* ABOUT THIS EXERCISE *
Print the data that follows exactly, leaving nothing out.

Saved data entries:

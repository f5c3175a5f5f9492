//! Contract tests for DiagnosticStore.
//!
//! Every conforming implementation must pass these. They run against the
//! in-memory fake and against SurrealDB's `mem://` engine.

use chrono::{Duration, Utc};
use serde_json::json;
use sitepilot_state::fakes::{FailingDiagnosticStore, MemoryDiagnosticStore};
use sitepilot_state::{
    DiagnosticPatch, DiagnosticRecord, DiagnosticStore, RunId, RunStatus, StorageError,
    SurrealDiagnosticStore,
};

fn record(run_id: &str, service_id: &str) -> DiagnosticRecord {
    DiagnosticRecord {
        run_id: RunId::from(run_id),
        service_id: service_id.to_string(),
        service_name: format!("{service_id} service"),
        site_id: Some("site-1".to_string()),
        status: RunStatus::Running,
        stages: json!([
            {"stage": "connectivity", "status": "pending", "message": ""},
            {"stage": "authentication", "status": "pending", "message": ""}
        ]),
        config_snapshot: None,
        started_at: Utc::now(),
        finished_at: None,
        duration_ms: None,
    }
}

async fn create_then_get(store: &dyn DiagnosticStore) {
    let rec = record("diag-1-aaaa", "ga4");
    store.create(rec.clone()).await.unwrap();

    let fetched = store.get(&rec.run_id).await.unwrap();
    assert_eq!(fetched.run_id, rec.run_id);
    assert_eq!(fetched.status, RunStatus::Running);
    assert_eq!(fetched.stages, rec.stages);
}

async fn duplicate_create_rejected(store: &dyn DiagnosticStore) {
    let rec = record("diag-2-bbbb", "ga4");
    store.create(rec.clone()).await.unwrap();
    let err = store.create(rec).await.unwrap_err();
    assert!(matches!(err, StorageError::DuplicateRun { .. }));
}

async fn update_applies_patch(store: &dyn DiagnosticStore) {
    let rec = record("diag-3-cccc", "gsc");
    store.create(rec.clone()).await.unwrap();

    let stages = json!([{"stage": "connectivity", "status": "pass", "message": "ok"}]);
    store
        .update(&rec.run_id, DiagnosticPatch::stages(stages.clone()))
        .await
        .unwrap();
    store
        .update(
            &rec.run_id,
            DiagnosticPatch::config_snapshot(json!({"auth_mode": "oauth"})),
        )
        .await
        .unwrap();

    let fetched = store.get(&rec.run_id).await.unwrap();
    assert_eq!(fetched.stages, stages);
    assert_eq!(fetched.config_snapshot, Some(json!({"auth_mode": "oauth"})));
    assert_eq!(fetched.status, RunStatus::Running);
}

async fn update_unknown_run_fails(store: &dyn DiagnosticStore) {
    let err = store
        .update(&RunId::from("diag-0-missing"), DiagnosticPatch::default())
        .await
        .unwrap_err();
    assert!(matches!(err, StorageError::RunNotFound { .. }));
}

async fn terminal_run_rejects_updates(store: &dyn DiagnosticStore) {
    let rec = record("diag-4-dddd", "serp");
    store.create(rec.clone()).await.unwrap();

    let finish = DiagnosticPatch {
        status: Some(RunStatus::Pass),
        finished_at: Some(Utc::now()),
        duration_ms: Some(120),
        ..DiagnosticPatch::default()
    };
    store.update(&rec.run_id, finish).await.unwrap();

    let fetched = store.get(&rec.run_id).await.unwrap();
    assert_eq!(fetched.status, RunStatus::Pass);
    assert_eq!(fetched.duration_ms, Some(120));
    assert!(fetched.finished_at.is_some());

    let err = store
        .update(&rec.run_id, DiagnosticPatch::stages(json!([])))
        .await
        .unwrap_err();
    assert!(matches!(err, StorageError::InvalidRunState { .. }));
}

async fn list_filters_and_orders(store: &dyn DiagnosticStore) {
    let mut older = record("diag-5-eeee", "competitive");
    older.started_at = Utc::now() - Duration::minutes(5);
    let newer = record("diag-6-ffff", "competitive");
    let other = record("diag-7-gggg", "technical");

    store.create(older).await.unwrap();
    store.create(newer).await.unwrap();
    store.create(other).await.unwrap();

    let listed = store.list(Some("competitive")).await.unwrap();
    let ids: Vec<&str> = listed.iter().map(|r| r.run_id.as_str()).collect();
    assert_eq!(ids, vec!["diag-6-ffff", "diag-5-eeee"]);

    let all = store.list(None).await.unwrap();
    assert!(all.len() >= 3);
}

async fn run_contract(store: &dyn DiagnosticStore) {
    create_then_get(store).await;
    duplicate_create_rejected(store).await;
    update_applies_patch(store).await;
    update_unknown_run_fails(store).await;
    terminal_run_rejects_updates(store).await;
    list_filters_and_orders(store).await;
}

#[tokio::test]
async fn memory_store_satisfies_contract() {
    let store = MemoryDiagnosticStore::new();
    run_contract(&store).await;
}

#[tokio::test]
async fn surreal_store_satisfies_contract() {
    let store = SurrealDiagnosticStore::in_memory().await.unwrap();
    run_contract(&store).await;
}

#[tokio::test]
async fn memory_store_counts_writes() {
    let store = MemoryDiagnosticStore::new();
    let rec = record("diag-9-iiii", "ga4");
    store.create(rec.clone()).await.unwrap();
    store
        .update(&rec.run_id, DiagnosticPatch::stages(json!([])))
        .await
        .unwrap();
    assert_eq!(store.write_count(), 2);
}

#[tokio::test]
async fn failing_store_rejects_after_limit() {
    let store = FailingDiagnosticStore::new(1);
    let rec = record("diag-10-jjjj", "ga4");
    store.create(rec.clone()).await.unwrap();

    let err = store
        .update(&rec.run_id, DiagnosticPatch::stages(json!([])))
        .await
        .unwrap_err();
    assert!(matches!(err, StorageError::Backend(_)));
}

* ANSWER TO THE EXERCISE *
repository f5c3175a5f5f9492
//! Contract tests for DiagnosticStore.
//!
//! Every conforming implementation must pass these. They run against the
//! in-memory fake and against SurrealDB's `mem://` engine.

use chrono::{Duration, Utc};
use serde_json::json;
use sitepilot_state::fakes::{FailingDiagnosticStore, MemoryDiagnosticStore};
use sitepilot_state::{
    DiagnosticPatch, DiagnosticRecord, DiagnosticStore, RunId, RunStatus, StorageError,
    SurrealDiagnosticStore,
};

fn record(run_id: &str, service_id: &str) -> DiagnosticRecord {
    DiagnosticRecord {
        run_id: RunId::from(run_id),
        service_id: service_id.to_string(),
        service_name: format!("{service_id} service"),
        site_id: Some("site-1".to_string()),
        status: RunStatus::Running,
        stages: json!([
            {"stage": "connectivity", "status": "pending", "message": ""},
            {"stage": "authentication", "status": "pending", "message": ""}
        ]),
        config_snapshot: None,
        started_at: Utc::now(),
        finished_at: None,
        duration_ms: None,
    }
}

async fn create_then_get(store: &dyn DiagnosticStore) {
    let rec = record("diag-1-aaaa", "ga4");
    store.create(rec.clone()).await.unwrap();

    let fetched = store.get(&rec.run_id).await.unwrap();
    assert_eq!(fetched.run_id, rec.run_id);
    assert_eq!(fetched.status, RunStatus::Running);
    assert_eq!(fetched.stages, rec.stages);
}

async fn duplicate_create_rejected(store: &dyn DiagnosticStore) {
    let rec = record("diag-2-bbbb", "ga4");
    store.create(rec.clone()).await.unwrap();
    let err = store.create(rec).await.unwrap_err();
    assert!(matches!(err, StorageError::DuplicateRun { .. }));
}

async fn update_applies_patch(store: &dyn DiagnosticStore) {
    let rec = record("diag-3-cccc", "gsc");
    store.create(rec.clone()).await.unwrap();

    let stages = json!([{"stage": "connectivity", "status": "pass", "message": "ok"}]);
    store
        .update(&rec.run_id, DiagnosticPatch::stages(stages.clone()))
        .await
        .unwrap();
    store
        .update(
            &rec.run_id,
            DiagnosticPatch::config_snapshot(json!({"auth_mode": "oauth"})),
        )
        .await
        .unwrap();

    let fetched = store.get(&rec.run_id).await.unwrap();
    assert_eq!(fetched.stages, stages);
    assert_eq!(fetched.config_snapshot, Some(json!({"auth_mode": "oauth"})));
    assert_eq!(fetched.status, RunStatus::Running);
}

async fn update_unknown_run_fails(store: &dyn DiagnosticStore) {
    let err = store
        .update(&RunId::from("diag-0-missing"), DiagnosticPatch::default())
        .await
        .unwrap_err();
    assert!(matches!(err, StorageError::RunNotFound { .. }));
}

async fn terminal_run_rejects_updates(store: &dyn DiagnosticStore) {
    let rec = record("diag-4-dddd", "serp");
    store.create(rec.clone()).await.unwrap();

    let finish = DiagnosticPatch {
        status: Some(RunStatus::Pass),
        finished_at: Some(Utc::now()),
        duration_ms: Some(120),
        ..DiagnosticPatch::default()
    };
    store.update(&rec.run_id, finish).await.unwrap();

    let fetched = store.get(&rec.run_id).await.unwrap();
    assert_eq!(fetched.status, RunStatus::Pass);
    assert_eq!(fetched.duration_ms, Some(120));
    assert!(fetched.finished_at.is_some());

    let err = store
        .update(&rec.run_id, DiagnosticPatch::stages(json!([])))
        .await
        .unwrap_err();
    assert!(matches!(err, StorageError::InvalidRunState { .. }));
}

async fn list_filters_and_orders(store: &dyn DiagnosticStore) {
    let mut older = record("diag-5-eeee", "competitive");
    older.started_at = Utc::now() - Duration::minutes(5);
    let newer = record("diag-6-ffff", "competitive");
    let other = record("diag-7-gggg", "technical");

    store.create(older).await.unwrap();
    store.create(newer).await.unwrap();
    store.create(other).await.unwrap();

    let listed = store.list(Some("competitive")).await.unwrap();
    let ids: Vec<&str> = listed.iter().map(|r| r.run_id.as_str()).collect();
    assert_eq!(ids, vec!["diag-6-ffff", "diag-5-eeee"]);

    let all = store.list(None).await.unwrap();
    assert!(all.len() >= 3);
}

async fn run_contract(store: &dyn DiagnosticStore) {
    create_then_get(store).await;
    duplicate_create_rejected(store).await;
    update_applies_patch(store).await;
    update_unknown_run_fails(store).await;
    terminal_run_rejects_updates(store).await;
    list_filters_and_orders(store).await;
}

#[tokio::test]
async fn memory_store_satisfies_contract() {
    let store = MemoryDiagnosticStore::new();
    run_contract(&store).await;
}

#[tokio::test]
async fn surreal_store_satisfies_contract() {
    let store = SurrealDiagnosticStore::in_memory().await.unwrap();
    run_contract(&store).await;
}

#[tokio::test]
async fn memory_store_counts_writes() {
    let store = MemoryDiagnosticStore::new();
    let rec = record("diag-9-iiii", "ga4");
    store.create(rec.clone()).await.unwrap();
    store
        .update(&rec.run_id, DiagnosticPatch::stages(json!([])))
        .await
        .unwrap();
    assert_eq!(store.write_count(), 2);
}

#[tokio::test]
async fn failing_store_rejects_after_limit() {
    let store = FailingDiagnosticStore::new(1);
    let rec = record("diag-10-jjjj", "ga4");
    store.create(rec.clone()).await.unwrap();

    let err = store
        .update(&rec.run_id, DiagnosticPatch::stages(json!([])))
        .await
        .unwrap_err();
    assert!(matches!(err, StorageError::Backend(_)));
}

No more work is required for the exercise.